→ Assignment
Which lines of the data below contain "return"? Please show them all.
[Opening Data to use section]
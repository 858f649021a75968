//! Client-side session state machine.
//!
//! `ArenaSession` consumes server text, either as raw chunks (`feed`) or
//! as complete lines (`handle_line`), and turns it into `SessionEvent`s.
//! It tracks the bot's role, counts moves from changes of the `last` key
//! and keeps the recent positions so a rebuilt `Board` carries the same
//! history planes as a locally played game.

use tracing::{error, info};

use crate::core::{Board, History, Player};

use super::snapshot::{GameStatus, StateSnapshot};

/// Something the driver may need to act on.
#[derive(Clone, Debug, PartialEq)]
pub enum SessionEvent {
    /// An `INFO` line, without the prefix.
    Info(String),

    /// An `ERROR` line, without the prefix.
    Error(String),

    /// A snapshot with a finished game.
    GameOver(GameStatus),

    /// A running position with the opponent to move.
    Waiting(Board),

    /// A running position with this client to move.
    ToMove(Board),
}

/// Line buffering and game tracking for one server connection.
#[derive(Clone, Debug, Default)]
pub struct ArenaSession {
    /// Bytes received after the last newline.
    pending: String,

    /// Inside a `STATE` block.
    collecting: bool,
    block: Vec<String>,

    role: Option<Player>,
    awaiting_response: bool,
    last_status: Option<GameStatus>,
    last_move: Option<String>,
    move_count: u32,

    /// Positions seen so far, newest first.
    history: History,
}

impl ArenaSession {
    #[must_use]
    pub fn new() -> Self {
        Self::default()
    }

    /// Start with a known role instead of waiting for the server to say.
    #[must_use]
    pub fn with_role(mut self, role: Player) -> Self {
        self.role = Some(role);
        self
    }

    // === Accessors ===

    #[must_use]
    pub fn role(&self) -> Option<Player> {
        self.role
    }

    /// Moves observed through `last` changes.
    #[must_use]
    pub fn move_count(&self) -> u32 {
        self.move_count
    }

    /// A `MOVE` was sent and no snapshot or error has answered it yet.
    #[must_use]
    pub fn is_awaiting_response(&self) -> bool {
        self.awaiting_response
    }

    #[must_use]
    pub fn last_status(&self) -> Option<&GameStatus> {
        self.last_status.as_ref()
    }

    #[must_use]
    pub fn history(&self) -> &History {
        &self.history
    }

    /// Record that a `MOVE` line went out.
    pub fn mark_move_sent(&mut self) {
        self.awaiting_response = true;
    }

    // === Input ===

    /// Append raw text and handle every complete line in it.
    ///
    /// A trailing partial line is kept until the next call.
    pub fn feed(&mut self, chunk: &str) -> Vec<SessionEvent> {
        self.pending.push_str(chunk);

        let mut events = Vec::new();
        while let Some(pos) = self.pending.find('\n') {
            let line: String = self.pending.drain(..=pos).collect();
            if let Some(event) = self.handle_line(&line[..pos]) {
                events.push(event);
            }
        }
        events
    }

    /// Handle one line, with or without its line terminator.
    pub fn handle_line(&mut self, line: &str) -> Option<SessionEvent> {
        let line = line.trim_end_matches(['\n', '\r']);

        if self.collecting {
            if line == "END" {
                self.collecting = false;
                let snapshot = StateSnapshot::parse(self.block.iter().map(String::as_str));
                self.block.clear();
                return Some(self.handle_snapshot(snapshot));
            }
            self.block.push(line.to_string());
            return None;
        }

        if line == "STATE" {
            self.collecting = true;
            self.block.clear();
            return None;
        }

        if let Some(text) = line.strip_prefix("INFO ") {
            info!("{line}");
            if let Some(role) = announced_role(text) {
                self.role = Some(role);
            }
            Some(SessionEvent::Info(text.to_string()))
        } else if let Some(text) = line.strip_prefix("ERROR ") {
            error!("{line}");
            self.awaiting_response = false;
            Some(SessionEvent::Error(text.to_string()))
        } else {
            if !line.is_empty() {
                info!("{line}");
            }
            None
        }
    }

    fn handle_snapshot(&mut self, snapshot: StateSnapshot) -> SessionEvent {
        self.awaiting_response = false;
        self.last_status = Some(snapshot.status.clone());

        if !snapshot.last_move.is_empty()
            && self.last_move.as_deref() != Some(snapshot.last_move.as_str())
        {
            self.move_count += 1;
            self.last_move = Some(snapshot.last_move.clone());
        }

        if snapshot.status.is_over() {
            info!("Game finished: {}", snapshot.status);
            return SessionEvent::GameOver(snapshot.status);
        }

        let role = *self.role.get_or_insert(snapshot.turn);
        let board = snapshot.to_board(self.move_count, &self.history);
        self.history.push(board.snapshot());

        if snapshot.turn == role {
            SessionEvent::ToMove(board)
        } else {
            SessionEvent::Waiting(board)
        }
    }
}

/// Role from an `INFO You are X ...` line.
fn announced_role(text: &str) -> Option<Player> {
    let (_, rest) = text.split_once("You are")?;
    let trimmed = rest.trim_start();
    if trimmed.len() == rest.len() {
        return None;
    }
    let symbol = trimmed.chars().next().filter(char::is_ascii_uppercase)?;
    Player::from_symbol(symbol)
}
[Closing Data to use section]
→ Answer section
                return Some(self.handle_snapshot(snapshot));
            return None;
            return None;
            return SessionEvent::GameOver(snapshot.status);
        return None;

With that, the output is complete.